In Book Reviews,CannonballreadIX 2017,YA literature on January 28, 2017 by mrsdillemma

With Malice by Eileen Cook

“Waking in a hospital bed with her leg in a cast, the last six weeks of Jill’s life are a complete blank. . .  All she knows is what she’s been told: while in Italy on a school trip she was involved in a fatal accident and had to be jetted home to receive intensive care. Care that involves a lawyer. And a press team. Because maybe the accident. . .  wasn’t just an accident.”

With Malice by Eileen Cook is a fast paced, high drama, psychological thriller for teens. It tells the story of Jill’s rehab and the hunt for what really happened in Italy, the author provides numerous plot directions and possibilities for readers to consider as to what actually happened, which ramps up the stories intrigue.

On a larger scale the novel makes comment on the concept of trial by media.
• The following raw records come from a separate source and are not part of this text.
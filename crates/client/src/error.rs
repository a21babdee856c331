//! Error kinds for each layer of the client, every one mapped to the
//! CoAP status or control-flow consequence it carries there.

use lwm2m_coap::Code;
use thiserror::Error;

/// Errors local to one request's decode/validate/mutate step. Never
/// surfaced past the request that produced them — `into_response_code`
/// is how the CoAP site turns one into an answer.
#[derive(Debug, Error)]
pub enum CoreError {
    #[error("malformed TLV: {0}")]
    MalformedTlv(#[from] lwm2m_core::TlvError),
    #[error("wrong content format {0:?}")]
    WrongContentFormat(Option<u16>),
    #[error("unknown resource id {0}")]
    UnknownResource(u16),
    #[error("value variant mismatch: expected {expected:?}, got {got:?}")]
    VariantMismatch {
        expected: lwm2m_core::ValueKind,
        got: lwm2m_core::ValueKind,
    },
    #[error("validation failed: {0}")]
    ValidationFailed(String),
    #[error("method not allowed on this node")]
    MethodNotAllowed,
    #[error("no such path")]
    NotFound,
    #[error("block out of sequence")]
    BlockOutOfSequence,
}

impl CoreError {
    pub fn response_code(&self) -> Code {
        match self {
            CoreError::MalformedTlv(_)
            | CoreError::UnknownResource(_)
            | CoreError::VariantMismatch { .. }
            | CoreError::ValidationFailed(_) => Code::BAD_REQUEST,
            CoreError::WrongContentFormat(_) => Code::NOT_ACCEPTABLE,
            CoreError::MethodNotAllowed => Code::METHOD_NOT_ALLOWED,
            CoreError::NotFound => Code::NOT_FOUND,
            CoreError::BlockOutOfSequence => Code::REQUEST_ENTITY_INCOMPLETE,
        }
    }
}

/// Errors from the CoAP transport layer. Logged at warn; the caller
/// advances to the next candidate address rather than treating these
/// as fatal.
#[derive(Debug, Error)]
pub enum TransportError {
    #[error(transparent)]
    Coap(#[from] lwm2m_coap::TransportError),
    #[error("request timed out")]
    Timeout,
}

/// Cause carried in an update object's result field.
#[derive(Debug, Error, Clone, Copy, PartialEq, Eq)]
pub enum DownloadError {
    #[error("invalid URI")]
    InvalidUri,
    #[error("connection lost")]
    ConnLost,
    #[error("integrity check failed")]
    IntegrityFailed,
    #[error("unsupported package type")]
    Unsupported,
}

/// Errors surfaced to the bootstrap handler.
#[derive(Debug, Error)]
pub enum BootstrapError {
    #[error("bootstrap server responded {0}")]
    UnexpectedResponse(Code),
    #[error(transparent)]
    Transport(#[from] TransportError),
    #[error("bootstrap finish never arrived before the idle timeout")]
    IdleTimeout,
}

/// Errors surfaced to the registration driver.
#[derive(Debug, Error)]
pub enum RegistrationError {
    #[error("registration server responded {0}")]
    UnexpectedResponse(Code),
    #[error(transparent)]
    Transport(#[from] TransportError),
    #[error("server has forgotten this registration")]
    NotFound,
}

/// Errors surfaced to the bearer supervisor's run-once attempt.
#[derive(Debug, Error)]
pub enum SupervisorError {
    #[error("no network interfaces match the bearer preference list")]
    NoNetwork,
    #[error(transparent)]
    Bootstrap(#[from] BootstrapError),
    #[error(transparent)]
    Registration(#[from] RegistrationError),
    #[error(transparent)]
    Transport(#[from] TransportError),
    #[error("client was cancelled")]
    Cancelled,
    #[error("a software install was activated")]
    SoftwareInstallActivated,
    #[error("no management server address is configured or available")]
    UnresolvedServer,
}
Reminiscent of Amanda Knox, Jill is vilified in the media, completely torn apart without facts, using photos out of context and the impressions of other people.

A realistic thriller is difficult to deliver for teens but Cook does this well, Her plot is advanced not only by a convincing narrative but by the inclusion of blog posts, interview transcripts and news articles. This non traditional format is one which will particularly suit YA readers.

With Malice is not highly character driven and whilst the main protagonist Jill, is fairly detached and not completely likeable I believe that is highly appropriate given that you are supposed to be deciding whether or not she is a murderer! Unfortunately some of the supporting cast are fairly stereotypical; the evil stepmother, sleazy italian cop, the overzealous physical therapist . . . but they don’t take away from the narrative at all.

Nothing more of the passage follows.